Wieso ist das an anderen Stellen nicht möglich?
Dr. Heinz: In den Beinen und Armen kann das Blut den meist kurzstreckigen Verschluss über andere, kleinere Arterien umgehen. Im Gehirn, im Herz sowie in der Niere sind Endarterien, also quasi Sackgassen. Sind sie verschlossen, ist die Blutzufuhr gestoppt. Im Darm kommt es darauf an, wo der Embolus sitzt.
Wie stellen Sie eine akute, arterielle Embolie fest?

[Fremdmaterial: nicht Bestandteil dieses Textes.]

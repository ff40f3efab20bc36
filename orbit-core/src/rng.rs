//! Centralized seeded RNG.
//!
//! Every source of randomness in a run descends from one master seed, and
//! that seed is applied exactly once. A second seeding attempt is an engine
//! failure — re-seeding mid-run is how non-determinism sneaks in.

use rand::rngs::StdRng;
use rand::SeedableRng;

/// Single seeding point for a run.
#[derive(Debug)]
pub struct SeedBank {
    master_seed: u64,
    seeded: bool,
}

/// Raised on a second seeding attempt.
#[derive(Debug, Clone, Copy, PartialEq, Eq, thiserror::Error)]
#[error("RNG already seeded with {0}; re-seeding is forbidden")]
pub struct ReseedError(pub u64);

impl SeedBank {
    pub fn new(master_seed: u64) -> Self {
        Self {
            master_seed,
            seeded: false,
        }
    }

    pub fn master_seed(&self) -> u64 {
        self.master_seed
    }

    /// Hand out the run's RNG. Callable exactly once.
    pub fn seed_once(&mut self) -> Result<StdRng, ReseedError> {
        if self.seeded {
            return Err(ReseedError(self.master_seed));
        }
        self.seeded = true;
        Ok(StdRng::seed_from_u64(self.master_seed))
    }
}
//! Engine internals: executor, matcher, observer, and the bar loop.

pub mod executor;
pub mod loop_runner;
pub mod matcher;
pub mod observer;

pub use executor::{BlockReason, ExecError, ExecOutcome, Executor};
pub use loop_runner::{DailyNav, Engine};
pub use matcher::{MatchedExit, Matcher};
pub use observer::Observer;
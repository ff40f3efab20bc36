//! ActivePosition — the bracket the matcher enforces while a trade is open.

use crate::domain::decision::Confirmation;
use chrono::NaiveDateTime;
use serde::{Deserialize, Serialize};

#[derive(Debug, Clone, Copy, PartialEq, Eq, Serialize, Deserialize)]
#[serde(rename_all = "snake_case")]
pub enum Side {
    Long,
    Short,
}

impl Side {
    pub fn sign(self) -> f64 {
        match self {
            Side::Long => 1.0,
            Side::Short => -1.0,
        }
    }

    pub fn as_str(self) -> &'static str {
        match self {
            Side::Long => "long",
            Side::Short => "short",
        }
    }
}

/// One open bracket per ticker: entry, stop, target, and running excursion
/// statistics. Created by the executor on entry, mutated by the matcher,
/// destroyed on exit.
#[derive(Debug, Clone, Serialize, Deserialize)]
pub struct ActivePosition {
    pub side: Side,
    pub quantity: u32,
    /// Friction-adjusted fill price.
    pub entry_price: f64,
    /// Price the strategy asked for, before friction. Kept for the
    /// pre-friction r-multiple variant.
    pub requested_entry_price: f64,
    pub stop_loss: f64,
    pub target: f64,
    pub entry_timestamp: NaiveDateTime,
    pub bars_since_entry: u32,
    /// Maximum favorable excursion, in price units (≥ 0).
    pub mfe: f64,
    /// Maximum adverse excursion, in price units (≤ 0).
    pub mae: f64,
    pub confirmation: Option<Confirmation>,
}

impl ActivePosition {
    /// Initial risk per contract. Construction requires `stop ≠ entry`, so
    /// this is never zero.
    pub fn r_risk(&self) -> f64 {
        (self.entry_price - self.stop_loss).abs()
    }

    pub fn mfe_r(&self) -> f64 {
        self.mfe / self.r_risk()
    }

    pub fn mae_r(&self) -> f64 {
        self.mae / self.r_risk()
    }

    /// Fold a bar's high/low into the excursion stats. Favorable excursion
    /// comes from the bar extreme in the position's direction, adverse from
    /// the extreme against it.
    pub fn update_excursions(&mut self, high: f64, low: f64) {
        let (favorable, adverse) = match self.side {
            Side::Long => (high - self.entry_price, low - self.entry_price),
            Side::Short => (self.entry_price - low, self.entry_price - high),
        };
        if favorable > self.mfe {
            self.mfe = favorable;
        }
        if adverse < self.mae {
            self.mae = adverse;
        }
    }
}
//! Run artifacts: per-trade CSV, daily NAV CSV, summary JSON.

use crate::result::RunSummary;
use anyhow::{Context, Result};
use chrono::{NaiveDateTime, TimeZone};
use chrono_tz::Tz;
use orbit_core::domain::RoundTrip;
use orbit_core::DailyNav;
use std::fs::File;
use std::io::Write;
use std::path::Path;

/// Full ISO timestamp in the dataset's timezone. A wall-clock instant made
/// ambiguous by a DST fold renders at its earliest offset.
fn format_iso(ts: NaiveDateTime, tz: Tz) -> String {
    match tz.from_local_datetime(&ts).earliest() {
        Some(zoned) => zoned.format("%Y-%m-%dT%H:%M:%S%z").to_string(),
        None => ts.format("%Y-%m-%dT%H:%M:%S").to_string(),
    }
}

pub fn write_trades_csv(path: &Path, round_trips: &[RoundTrip], tz: Tz) -> Result<()> {
    let mut file = File::create(path)
        .with_context(|| format!("failed to create trades CSV {}", path.display()))?;

    writeln!(
        file,
        "ticker,side,entry_timestamp,exit_timestamp,quantity,requested_entry_price,\
         entry_price,exit_price,bars_held,mfe_r,mae_r,r_multiple,r_multiple_after_friction,\
         gross_pnl,net_pnl,commission,exit_reason,confirmation"
    )?;

    for trade in round_trips {
        let confirmation = trade
            .confirmation
            .map(|c| serde_json::to_value(c).expect("confirmation serializes"))
            .and_then(|v| v.as_str().map(str::to_string))
            .unwrap_or_default();
        writeln!(
            file,
            "{},{},{},{},{},{:.4},{:.4},{:.4},{},{:.4},{:.4},{:.4},{:.4},{:.4},{:.4},{:.4},{},{}",
            trade.ticker,
            trade.side.as_str(),
            format_iso(trade.entry_timestamp, tz),
            format_iso(trade.exit_timestamp, tz),
            trade.quantity,
            trade.requested_entry_price,
            trade.entry_price,
            trade.exit_price,
            trade.bars_held,
            trade.mfe_r,
            trade.mae_r,
            trade.r_multiple,
            trade.r_multiple_after_friction,
            trade.gross_pnl,
            trade.net_pnl,
            trade.commission,
            trade.exit_reason.as_str(),
            confirmation,
        )?;
    }

    Ok(())
}

pub fn write_nav_csv(path: &Path, daily: &[DailyNav]) -> Result<()> {
    let mut file = File::create(path)
        .with_context(|| format!("failed to create NAV CSV {}", path.display()))?;

    writeln!(file, "date,nav,daily_return")?;
    let mut prev: Option<f64> = None;
    for point in daily {
        match prev {
            Some(p) if p > 0.0 => writeln!(
                file,
                "{},{:.4},{:.8}",
                point.date,
                point.nav,
                point.nav / p - 1.0
            )?,
            _ => writeln!(file, "{},{:.4},", point.date, point.nav)?,
        }
        prev = Some(point.nav);
    }

    Ok(())
}

pub fn write_summary_json(path: &Path, summary: &RunSummary) -> Result<()> {
    let json = serde_json::to_string_pretty(summary).context("failed to serialize summary")?;
    std::fs::write(path, json)
        .with_context(|| format!("failed to write summary {}", path.display()))?;
    Ok(())
}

Dr. Kreissl: Zunächst lassen wir uns vom Patienten genau die Beschwerden beschreiben. Bei Verdacht auf einen Herzinfarkt wird der Patient sofort ins Herzkatheterlabor gebracht. Bei allen übrigen Krankheitsbildern folgen bildgebende Untersuchungen in der Radiologie. Nachdem dem Patienten ein Kontrastmittel injiziert wurde, lassen sich per Computertomografie binnen weniger Minuten sämtliche Gefäße darstellen und sowohl der Gefäßverschluss als auch seine Ursache erkennen. Die Untersuchungsergebnisse und eine mögliche Therapie besprechen wir mit dem Spezialisten der betreffenden Organe, einem Gefäßchirurgen und einem interventionellen Radiologen.
Das heißt, jede Therapie ist individuell?
Dr. Heinz: Ja, abhängig von dem betroffenen Organ und dem allgemeinen Gesundheitszustand des Patienten. Die operative Entfernung des Embolus ist in vielen Fällen noch die erste Option, immer häufiger werden jedoch minimal-invasive Techniken mit Hilfe eines interventionellen Katheterzugang über die Leiste angewendet. Eine Möglichkeit ist, Blutgerinnsel gezielt medikamentös aufzulösen. Das dauert jedoch meist Stunden. Deutlich schneller gelingt es, mit Spezialkathetern den Embolus abzusaugen oder mit einer Art Metallkörbchen zu bergen. In einigen Fällen sind Kombinationen erforderlich. Sämtliche Therapiemöglichkeiten werden von der Kreisklinik Ebersberg abgedeckt. Auch für komplizierte Schlaganfälle sind wir gewappnet: Seit zwei Jahren nimmt die Kreisklinik an dem Programm ‚Flying Interventionalist’ teil. Dabei werden gegebenenfalls neuroradiologische Spezialisten aus München per Hubschrauber eingeflogen.